Lowering the Bar

by Nathan Hamm on 4/20/2007

It seems more an more likely, the more one reads about it, that EU policy toward Uzbekistan will not be changing much. Interesting though is how other members are reacting to Germany’s attempts to lower the bar for Uzbekistan to come back into the light.

A regular human rights dialogue and an international inquiry into the events in Andijon are the two key EU conditions for lifting sanctions. Some member states in Brussels now suspect that in the interest of the success of its broader Central Asian strategy, Germany may be attempting to smooth Uzbekistan’s path to meeting the two conditions.
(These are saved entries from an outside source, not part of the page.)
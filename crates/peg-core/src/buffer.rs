//! Character-addressable input with whitespace/comment skipping, literal and
//! regex matching, and `O(log lines)` line/column lookup.

use std::cell::RefCell;
use std::collections::HashMap;
use std::sync::Arc;

use regex::Regex;

/// One entry in the line cache: the byte offset a line starts at, and that
/// line's zero-based number. Sentinels at `-1` (modelled as `0` paired with
/// line `0`, see [`Buffer::new`]) and `text.len()` bound binary search.
#[derive(Debug, Clone, Copy, PartialEq, Eq)]
struct LineStart {
    offset: usize,
    line: usize,
}

/// The result of [`Buffer::line_info`]: human-facing position plus the
/// source line's own text, ready to render under a `file:line:col` error.
#[derive(Debug, Clone)]
pub struct LineInfo {
    pub line: usize,
    pub column: usize,
    pub line_start: usize,
    pub text: Arc<str>,
}

/// Buffered input text plus the matching configuration (whitespace set,
/// comment pattern, case sensitivity, name-guard) that every `match`/`matchre`
/// call consults.
pub struct Buffer {
    text: Arc<str>,
    pos: usize,
    whitespace: Vec<char>,
    comments_re: Option<Regex>,
    ignorecase: bool,
    nameguard: bool,
    line_cache: Vec<LineStart>,
    regex_cache: RefCell<HashMap<String, Regex>>,
}

impl Buffer {
    pub fn new(text: impl Into<Arc<str>>) -> Self {
        let text = text.into();
        let line_cache = build_line_cache(&text);
        Self {
            text,
            pos: 0,
            whitespace: vec![' ', '\t', '\r', '\n', '\x0b', '\x0c'],
            comments_re: None,
            ignorecase: false,
            nameguard: true,
            line_cache,
            regex_cache: RefCell::new(HashMap::new()),
        }
    }

    pub fn with_whitespace(mut self, whitespace: impl IntoIterator<Item = char>) -> Self {
        self.whitespace = whitespace.into_iter().collect();
        self
    }

    pub fn with_comments(mut self, pattern: &str) -> Result<Self, regex::Error> {
        self.comments_re = Some(Regex::new(pattern)?);
        Ok(self)
    }

    pub fn with_ignorecase(mut self, ignorecase: bool) -> Self {
        self.ignorecase = ignorecase;
        self
    }

    pub fn with_nameguard(mut self, nameguard: bool) -> Self {
        self.nameguard = nameguard;
        self
    }

    pub fn text(&self) -> &str {
        &self.text
    }

    pub fn pos(&self) -> usize {
        self.pos
    }

    pub fn len(&self) -> usize {
        self.text.len()
    }

    pub fn is_empty(&self) -> bool {
        self.text.is_empty()
    }

    pub fn atend(&self) -> bool {
        self.pos >= self.text.len()
    }

    pub fn ateol(&self) -> bool {
        matches!(self.current(), None | Some('\n'))
    }

    pub fn current(&self) -> Option<char> {
        self.text[self.pos..].chars().next()
    }

    pub fn next(&mut self) -> Option<char> {
        let c = self.current()?;
        self.pos += c.len_utf8();
        Some(c)
    }

    /// Clamp `p` into `[0, len]`. A position mid-character is not re-aligned;
    /// callers only ever pass positions obtained from this buffer itself.
    pub fn goto(&mut self, p: usize) {
        self.pos = p.min(self.text.len());
    }

    pub fn move_by(&mut self, n: usize) {
        self.goto(self.pos + n);
    }

    pub fn eat_whitespace(&mut self) {
        while let Some(c) = self.current() {
            if self.whitespace.contains(&c) {
                self.pos += c.len_utf8();
            } else {
                break;
            }
        }
    }

    pub fn eat_comments(&mut self) {
        let Some(re) = self.comments_re.clone() else {
            return;
        };
        while let Some(m) = re.find(&self.text[self.pos..]) {
            if m.start() != 0 {
                break;
            }
            self.pos += m.end();
        }
    }

    /// Fixed point of `eat_whitespace . eat_comments`: whitespace can appear
    /// after a comment and vice versa, so keep alternating until neither
    /// makes progress.
    pub fn next_token(&mut self) {
        loop {
            let before = self.pos;
            self.eat_whitespace();
            self.eat_comments();
            if self.pos == before {
                break;
            }
        }
    }

    /// Match a literal token at the current position, skipping leading
    /// whitespace/comments first. On success advances past the match and
    /// returns the (original-case) matched text; on failure the position is
    /// left unchanged.
    pub fn match_literal(&mut self, token: &str) -> Option<String> {
        self.next_token();
        let start = self.pos;
        let rest = &self.text[start..];
        let matched = if self.ignorecase {
            rest.len() >= token.len() && rest[..token.len()].eq_ignore_ascii_case(token)
        } else {
            rest.starts_with(token)
        };
        if !matched {
            return None;
        }
        let end = start + token.len();
        if self.nameguard && is_name_guarded(token, &self.text, end) {
            return None;
        }
        self.pos = end;
        Some(self.text[start..end].to_string())
    }

    /// Anchored regex match: no whitespace/comment skipping, matches only at
    /// the current position. A small per-buffer cache avoids recompiling the
    /// same pattern string on every call.
    pub fn match_regex(&mut self, pattern: &str) -> Result<Option<String>, regex::Error> {
        {
            let mut cache = self.regex_cache.borrow_mut();
            if !cache.contains_key(pattern) {
                let anchored = format!("\\A(?:{pattern})");
                cache.insert(pattern.to_string(), Regex::new(&anchored)?);
            }
        }
        let cache = self.regex_cache.borrow();
        let re = &cache[pattern];
        match re.find(&self.text[self.pos..]) {
            Some(m) => {
                let text = m.as_str().to_string();
                self.pos += m.end();
                Ok(Some(text))
            }
            None => Ok(None),
        }
    }

    /// Binary-search the line cache for `pos`, returning its line, column,
    /// the offset the line starts at, and the line's own text.
    pub fn line_info(&self, pos: usize) -> LineInfo {
        let pos = pos.min(self.text.len());
        let idx = match self.line_cache.binary_search_by(|ls| ls.offset.cmp(&pos)) {
            Ok(i) => i,
            Err(i) => i.saturating_sub(1),
        };
        let start = self.line_cache[idx];
        let next_offset = self
            .line_cache
            .get(idx + 1)
            .map(|ls| ls.offset)
            .unwrap_or(self.text.len());
        let line_text_raw = &self.text[start.offset..next_offset];
        let line_text = line_text_raw.trim_end_matches('\n').trim_end_matches('\r');
        LineInfo {
            line: start.line,
            column: pos - start.offset,
            line_start: start.offset,
            text: Arc::from(line_text),
        }
    }

    pub fn get_line(&self, n: usize) -> Option<&str> {
        let start = self.line_cache.iter().find(|ls| ls.line == n)?;
        let next_offset = self
            .line_cache
            .iter()
            .find(|ls| ls.line == n + 1)
            .map(|ls| ls.offset)
            .unwrap_or(self.text.len());
        Some(self.text[start.offset..next_offset].trim_end_matches(['\n', '\r']))
    }
}

fn build_line_cache(text: &str) -> Vec<LineStart> {
    let mut cache = vec![LineStart { offset: 0, line: 0 }];
    let mut line = 0;
    for (i, c) in text.char_indices() {
        if c == '\n' {
            line += 1;
            cache.push(LineStart {
                offset: i + 1,
                line,
            });
        }
    }
    cache
}

/// Name-guard: an alphanumeric literal must not be immediately followed by
/// another alphanumeric character, so `'if'` does not match the prefix of
/// `ifoo`.
fn is_name_guarded(token: &str, text: &str, end: usize) -> bool {
    let is_word = |c: char| c.is_alphanumeric() || c == '_';
    let token_is_word = token.chars().next().map(is_word).unwrap_or(false)
        && token.chars().last().map(is_word).unwrap_or(false);
    if !token_is_word {
        return false;
    }
    text[end..].chars().next().map(is_word).unwrap_or(false)
}

#[cfg(test)]
mod tests {
    use super::*;

    #[test]
    fn line_info_round_trips_through_text() {
        let buf = Buffer::new("abc\ndef\nghi");
        let info = buf.line_info(5); // 'e' on line 1
        assert_eq!(info.line, 1);
        assert_eq!(info.column, 1);
        assert_eq!(&*info.text, "def");
    }

    #[test]
    fn name_guard_rejects_prefix_match() {
        let mut buf = Buffer::new("ifoo");
        assert_eq!(buf.match_literal("if"), None);
        assert_eq!(buf.pos(), 0);
    }

    #[test]
    fn name_guard_disabled_allows_prefix_match() {
        let mut buf = Buffer::new("ifoo").with_nameguard(false);
        assert_eq!(buf.match_literal("if"), Some("if".to_string()));
        assert_eq!(buf.pos(), 2);
    }

    #[test]
    fn match_skips_whitespace_and_comments() {
        let mut buf = Buffer::new("  # hi\n  token")
            .with_comments(r"#[^\n]*")
            .unwrap();
        assert_eq!(buf.match_literal("token"), Some("token".to_string()));
    }

    #[test]
    fn match_regex_is_anchored() {
        let mut buf = Buffer::new("12ab");
        assert_eq!(buf.match_regex(r"[a-z]+").unwrap(), None);
        assert_eq!(buf.match_regex(r"\d+").unwrap(), Some("12".to_string()));
        assert_eq!(buf.match_regex(r"[a-z]+").unwrap(), Some("ab".to_string()));
    }

    #[test]
    fn ignorecase_matches_either_case() {
        let mut buf = Buffer::new("IF x").with_ignorecase(true);
        assert_eq!(buf.match_literal("if"), Some("IF".to_string()));
    }
}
Some members are frustrated with Germany trying to jump the gun and move things forward with Uzbekistan before EU member states can decide how they would like to proceed as a whole. The proposed framework for a human rights dialogue is a meaningless joke, Uzbekistan has shown no signs that it really wants to discuss Andijon with outsiders, and the best any EU members can say about the meetings that have taken place is that they’re satisfied that they took place.

But fret not, Uzbekistan. For if Germany’s efforts fail to do much good by the time its presidency expires, there’s always the OSCE to try to polish your image.

Have a relationship or do not, but why bother with all the fantasies about Uzbekistan’s progress?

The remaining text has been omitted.